References: [2008] Aust Contract Reports 90-280, [2007] Aust Torts Reports 81-878, (2007) 81 ALJR 763, (2007) 233 ALR 584, (2007) 230 CLR 500, [2007] HCA 10
Links: Austlii
Coram: Gleeson CJ, Gummow, Kirby, Hayne, Callinan, Heydon, Crennan JJ
Ratio: Austlii (High Court of Australia) Torts – Malicious prosecution – Whether prosecutor acted without reasonable and probable cause – Public rather than private prosecution – Applicant acquitted of offence charged – Prosecutor had no personal knowledge of the facts underlying the charge – Whether prosecutor did not honestly form the view that there was a proper case for prosecution or whether the prosecutor formed that view on an insufficient basis.
Torts – Malicious prosecution – Whether prosecutor acted maliciously – Whether the sole or dominant purpose of the prosecutor was other than the proper invocation of the criminal law.
Words and phrases – ‘malicious prosecution’, ‘malice’, ‘absence of reasonable and probable cause’.

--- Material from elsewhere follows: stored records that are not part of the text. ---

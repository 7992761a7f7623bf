//! Shared doubles for the adapter tests: a counting emitter and a worker
//! handle with switchable capabilities.

use std::collections::HashMap;
use std::sync::Mutex as StdMutex;
use std::sync::atomic::{AtomicU64, AtomicUsize, Ordering};

use crate::listener::{DetachOutcome, Emitter, EmitterHandler, HandlerToken};
use crate::worker::{TerminateOutcome, Worker};

struct Registered {
    token: HandlerToken,
    handler: EmitterHandler<u32>,
    once: bool,
}

/// Emitter double that counts attach/detach traffic and dispatches
/// synchronously. `native_once` switches native one-shot support on;
/// `undetachable` builds one whose detach always reports `Unsupported`.
pub struct CountingEmitter {
    native_once: bool,
    detachable: bool,
    next_token: AtomicU64,
    handlers: StdMutex<HashMap<String, Vec<Registered>>>,
    attaches: AtomicUsize,
    native_once_attaches: AtomicUsize,
    detaches: AtomicUsize,
}

impl CountingEmitter {
    pub fn new(native_once: bool) -> Self {
        Self {
            native_once,
            detachable: true,
            next_token: AtomicU64::new(1),
            handlers: StdMutex::new(HashMap::new()),
            attaches: AtomicUsize::new(0),
            native_once_attaches: AtomicUsize::new(0),
            detaches: AtomicUsize::new(0),
        }
    }

    pub fn undetachable() -> Self {
        Self {
            detachable: false,
            ..Self::new(false)
        }
    }

    /// Dispatch an event. The handler list is snapshotted first, so
    /// handlers may re-enter attach/detach mid-dispatch.
    pub fn emit(&self, event: &str, value: Option<u32>) {
        let batch: Vec<EmitterHandler<u32>> = {
            let mut handlers = self.handlers.lock().unwrap();
            let Some(registered) = handlers.get_mut(event) else {
                return;
            };
            let batch = registered
                .iter()
                .map(|r| r.handler.clone())
                .collect();
            registered.retain(|r| !r.once);
            batch
        };
        for handler in batch {
            handler(value);
        }
    }

    pub fn attached(&self) -> usize {
        self.attaches.load(Ordering::SeqCst)
    }

    pub fn native_once_attaches(&self) -> usize {
        self.native_once_attaches.load(Ordering::SeqCst)
    }

    pub fn detached(&self) -> usize {
        self.detaches.load(Ordering::SeqCst)
    }

    pub fn live_handlers(&self, event: &str) -> usize {
        self.handlers
            .lock()
            .unwrap()
            .get(event)
            .map_or(0, Vec::len)
    }

    fn insert(&self, event: &str, handler: EmitterHandler<u32>, once: bool) -> HandlerToken {
        let token = HandlerToken(self.next_token.fetch_add(1, Ordering::SeqCst));
        self.handlers
            .lock()
            .unwrap()
            .entry(event.to_owned())
            .or_default()
            .push(Registered {
                token,
                handler,
                once,
            });
        token
    }
}

impl Emitter<u32> for CountingEmitter {
    fn attach(&self, event: &str, handler: EmitterHandler<u32>) -> HandlerToken {
        self.attaches.fetch_add(1, Ordering::SeqCst);
        self.insert(event, handler, false)
    }

    fn attach_once(&self, event: &str, handler: EmitterHandler<u32>) -> Option<HandlerToken> {
        if !self.native_once {
            return None;
        }
        self.attaches.fetch_add(1, Ordering::SeqCst);
        self.native_once_attaches.fetch_add(1, Ordering::SeqCst);
        Some(self.insert(event, handler, true))
    }

    fn detach(&self, event: &str, token: HandlerToken) -> DetachOutcome {
        if !self.detachable {
            return DetachOutcome::Unsupported;
        }
        self.detaches.fetch_add(1, Ordering::SeqCst);
        let mut handlers = self.handlers.lock().unwrap();
        let Some(registered) = handlers.get_mut(event) else {
            return DetachOutcome::NotFound;
        };
        let before = registered.len();
        registered.retain(|r| r.token != token);
        if registered.len() < before {
            DetachOutcome::Detached
        } else {
            DetachOutcome::NotFound
        }
    }
}

/// Worker double counting terminations; `unsupported` builds one with no
/// way to stop it.
pub struct NamedWorker {
    supported: bool,
    terminations: AtomicUsize,
}

impl NamedWorker {
    pub fn new() -> Self {
        Self {
            supported: true,
            terminations: AtomicUsize::new(0),
        }
    }

    pub fn unsupported() -> Self {
        Self {
            supported: false,
            terminations: AtomicUsize::new(0),
        }
    }

    pub fn terminations(&self) -> usize {
        self.terminations.load(Ordering::SeqCst)
    }
}

impl Worker for NamedWorker {
    fn terminate(&self) -> TerminateOutcome {
        if !self.supported {
            return TerminateOutcome::Unsupported;
        }
        self.terminations.fetch_add(1, Ordering::SeqCst);
        TerminateOutcome::Terminated
    }
}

‘For a plaintiff to succeed in an action for damages for malicious prosecution the plaintiff must establish:
(1) that proceedings of the kind to which the tort applies (generally, as in this case, criminal proceedings) were initiated against the plaintiff by the defendant;
(2) that the proceedings terminated in favour of the plaintiff;
(3) that the defendant, in initiating or maintaining the proceedings acted maliciously; and
(4) that the defendant acted without reasonable and probable cause’. And ‘What is clear is that, to constitute malice, the dominant purpose of the prosecutor must be a purpose other than the proper invocation of the criminal law – an ‘illegitimate or oblique motive’. That improper purpose must be the sole or dominant purpose actuating the prosecutor’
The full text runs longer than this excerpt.